あなたの人生にとって必ずしも石は必要なものではないかもしれませんし、多くの人がそうかもしれません。

しかし僕は多くの人が必要ではないかもしれないことを、生活の中心として行なっています。
今までに数百という石を編み込み、人と石を繋ぐ役割を担ってきた僕にとって、
マクラメはもはや仕事としてのことではなくなりました。


また、石を編むということは、僕が長きに渡って旅をした〝旅の香り〟を表現するものとなりました。

多くの国や地域で様々な旅人と出会いそして別れ、気がつくと自分の中で表現していた旅の続き。

写真で旅を表現する人。言葉で旅を伝える人。背中で旅を語る人。

様々な旅の表現手段がある中で、旅の香りを目に見える形にするのが石を編むことだったのかもしれません。

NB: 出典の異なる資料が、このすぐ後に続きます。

//! Value object trait: equality by value, not identity.

/// Marker trait for value objects.
///
/// Two value objects with the same attribute values are equal. A cart line
/// item is one: it is a (sku, name, category, quantity) record owned by its
/// cart, with no identity of its own.
pub trait ValueObject: Clone + PartialEq + core::fmt::Debug {}
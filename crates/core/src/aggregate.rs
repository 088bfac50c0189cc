//! Aggregate root traits for event-driven domain models.

/// Aggregate root marker + minimal interface.
pub trait AggregateRoot {
    /// Strongly-typed aggregate identifier.
    type Id: Clone + Eq + core::hash::Hash + core::fmt::Debug;

    /// Returns the aggregate identifier.
    fn id(&self) -> &Self::Id;

    /// Monotonically increasing version of the aggregate's state.
    ///
    /// Corresponds to the number of events applied.
    fn version(&self) -> u64;
}

/// Aggregate execution semantics (pure, deterministic).
///
/// - **Decision logic**: `handle(&self, cmd)` returns events.
/// - **State mutation**: `apply(&mut self, event)` evolves state.
///
/// Aggregates must not perform IO or side effects. Anything that touches
/// state outside the aggregate (catalog stock, logging) is carried out by the
/// caller from the returned events.
pub trait Aggregate: AggregateRoot {
    type Command: Clone + core::fmt::Debug;
    type Event: Clone + core::fmt::Debug;
    type Error: core::fmt::Debug;

    /// Evolve in-memory state from a single event.
    ///
    /// Implementations must stay deterministic and bump `version()` by one
    /// per applied event.
    fn apply(&mut self, event: &Self::Event);

    /// Decide which events to emit given the current state and a command.
    ///
    /// This must not mutate state. State evolution is done through `apply`.
    fn handle(&self, command: &Self::Command) -> Result<Vec<Self::Event>, Self::Error>;
}
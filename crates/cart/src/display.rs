//! Read-side rendering of a cart.

use serde::Serialize;

use shopcart_core::{AggregateRoot, CartId};

use crate::cart::Cart;
use crate::line_item::CartLineItem;

const RULE_WIDTH: usize = 64;

/// Serializable point-in-time view of a cart, for structured logs.
#[derive(Debug, Clone, PartialEq, Eq, Serialize)]
pub struct CartSnapshot {
    pub cart_id: CartId,
    pub version: u64,
    pub items: Vec<CartLineItem>,
    pub categories: Vec<String>,
    pub total: u64,
}

impl Cart {
    pub fn snapshot(&self) -> CartSnapshot {
        CartSnapshot {
            cart_id: self.id_typed(),
            version: self.version(),
            items: self.lines().to_vec(),
            categories: self.categories().to_vec(),
            total: self.total(),
        }
    }

    /// Human-readable rendering of line items, categories and total.
    pub fn display(&self) -> String {
        self.to_string()
    }

    /// The snapshot as a JSON document.
    pub fn to_json(&self) -> serde_json::Result<String> {
        serde_json::to_string(&self.snapshot())
    }
}

impl core::fmt::Display for Cart {
    fn fmt(&self, f: &mut core::fmt::Formatter<'_>) -> core::fmt::Result {
        let title = " CART ";
        let side = (RULE_WIDTH - title.len()) / 2;
        writeln!(f, "{}{title}{}", "-".repeat(side), "-".repeat(side))?;

        if self.is_empty() {
            writeln!(f, "  (empty)")?;
        }
        for line in self.lines() {
            writeln!(
                f,
                "  {:<10} {:<12} {:<10} x{}",
                line.sku(),
                line.name(),
                line.category(),
                line.quantity()
            )?;
        }

        writeln!(f, "  categories: [{}]", self.categories().join(", "))?;
        writeln!(f, "  total: {}", self.total())?;
        write!(f, "{}", "-".repeat(RULE_WIDTH))
    }
}
//! Upper-bound estimation for the prime at a given rank.
//!
//! Uses Rosser's theorem, `p_n < n (ln n + ln ln n)`, padded by 5% plus a
//! constant. The 0-indexed rank goes straight into the formula; the padding
//! must keep every prime of that rank strictly below the bound. Do not change
//! the slack constants without re-running the known-prime checks below.

use crate::error::{Result, SieveError};

/// Bound used for ranks 0 and 1, covering 2 and 3.
pub const SMALL_RANK_BOUND: u64 = 6;

const SLACK_FACTOR: f64 = 1.05;
const SLACK_TERM: f64 = 10.0;

/// Integer square root, safe for all u64 values.
#[inline]
pub fn isqrt(n: u64) -> u64 {
    if n == 0 { return 0; }
    let mut x = (n as f64).sqrt() as u64;
    while x > 0 && x.checked_mul(x).map_or(true, |sq| sq > n) { x -= 1; }
    while (x + 1).checked_mul(x + 1).map_or(false, |sq| sq <= n) { x += 1; }
    x
}

/// Smallest `r` with `r * r >= n`.
#[inline]
pub fn ceil_sqrt(n: u64) -> u64 {
    let r = isqrt(n);
    if r * r == n { r } else { r + 1 }
}

/// Upper bound `U` such that every prime of rank `<= rank` lies below `U`.
///
/// Fails with `BoundOverflow` when `U` would not fit a signed 64-bit value.
pub fn upper_bound(rank: u64) -> Result<u64> {
    if rank <= 1 { return Ok(SMALL_RANK_BOUND); }

    let n = rank as f64;
    let rosser = (n * (n.ln() + n.ln().ln())).ceil();
    let bound = rosser * SLACK_FACTOR + SLACK_TERM;

    if !bound.is_finite() || bound >= i64::MAX as f64 {
        return Err(SieveError::BoundOverflow { rank });
    }
    Ok(bound as u64)
}

#[cfg(test)]
mod tests {
    use super::*;

    #[test]
    fn test_small_ranks_use_fixed_bound() {
        assert_eq!(upper_bound(0).unwrap(), 6);
        assert_eq!(upper_bound(1).unwrap(), 6);
    }

    #[test]
    fn test_known_bounds() {
        assert_eq!(upper_bound(2).unwrap(), 11);
        assert_eq!(upper_bound(19).unwrap(), 90);
        assert_eq!(upper_bound(99).unwrap(), 646);
        assert_eq!(upper_bound(500).unwrap(), 4_232);
        assert_eq!(upper_bound(2_000).unwrap(), 20_231);
        assert_eq!(upper_bound(1_000_000).unwrap(), 17_263_378);
    }

    #[test]
    fn test_bound_exceeds_target_prime() {
        // (rank, prime at rank)
        let known = [
            (2, 5), (3, 7), (4, 11), (5, 13), (6, 17), (9, 29), (19, 71),
            (99, 541), (500, 3_581), (986, 7_793), (2_000, 17_393),
            (9_999, 104_729), (1_000_000, 15_485_867),
            (10_000_000, 179_424_691), (100_000_000, 2_038_074_751),
        ];
        for (rank, p) in known {
            assert!(upper_bound(rank).unwrap() > p, "bound too small at rank {}", rank);
        }
    }

    #[test]
    fn test_bound_is_monotonic() {
        let mut prev = 0;
        for rank in 0..5_000 {
            let u = upper_bound(rank).unwrap();
            assert!(u >= prev, "bound shrank at rank {}", rank);
            prev = u;
        }
    }

    #[test]
    fn test_overflowing_rank_is_rejected() {
        assert!(matches!(
            upper_bound(u64::MAX),
            Err(SieveError::BoundOverflow { .. })
        ));
        assert!(upper_bound(i64::MAX as u64 / 8).is_err());
    }

    #[test]
    fn test_isqrt_safety() {
        assert_eq!(isqrt(0), 0);
        assert_eq!(isqrt(1), 1);
        assert_eq!(isqrt(4), 2);
        assert_eq!(isqrt(u64::MAX), 4_294_967_295);
        assert_eq!(isqrt(1 << 52), 1 << 26);
    }

    #[test]
    fn test_ceil_sqrt() {
        assert_eq!(ceil_sqrt(0), 0);
        assert_eq!(ceil_sqrt(25), 5);
        assert_eq!(ceil_sqrt(26), 6);
        assert_eq!(ceil_sqrt(6), 3);
    }
}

僕にとって石屋であることは自分自身が旅人の延長線上で生きているということを、
忘れさせずにさせてくれている役割も果たしているのです。


小さな町で

人口1500人にも満たない、陸の孤島のような町で店を構えることは、
メキシコで生活をしていた時から想像していた名もなき石屋の姿でした。

〝そんなところでやっていけるものか〟

誰に言われるもなく、自分自身でもそれが不可能に近いことは分かっていました。

しかし人生とは面白いもので、自分の頭の中で想像できうることは、
どのような形かは問わず現実にさせてくれるものです。

ほんの一つのきっかけから、名もなき石屋はメキシコで想像していたような隠れ家のような石屋を構えることができました。

どこにあるのか分からない隠れ家のような石屋。

まるでドラゴンクエストのような冒険心とジブリのような幻想的世界を。
名もなき石屋にたどり着くことができた人だけが、感じることのできるワクワクする空間がそこにあります。


旅の続き

メキシコの生活で近所に住むマヤ族を横目にオカリナを奏で、
家の屋上から街を眺めて石を編む。

時より歩いて街の中心の市場へ行きマヤ族が育てた野菜を買う。


そんな旅の続きの生活を北海道の小さな町でも続けています。
窓から見る眺めや景色は変われど、石を編むことも流す音楽の曲も何一つ変わらない生活。

〝旅を続けているみたいだな〟

そんなことも感じることができる小さな何もない町。
逆に多くのものがあればもしかすると今のような旅の続きを感じれていなかったかもしれません。

それほどまでに何もない町です。

世界各国多くの町を歩いてきました。
そして多くの土地で生活をしてきました。

シンプルに、ナチュラルに。
そんな人生と生活を求めて。

まだ見ぬ旅の続きを楽しむために、静かに石を編みます。

手にする人がどこか遠い国を感じるような石を。
身につける人が不思議とワクワクするような石を。

北国の旅人に編まれた石たちは、静かにあなたとの出会いを待っています。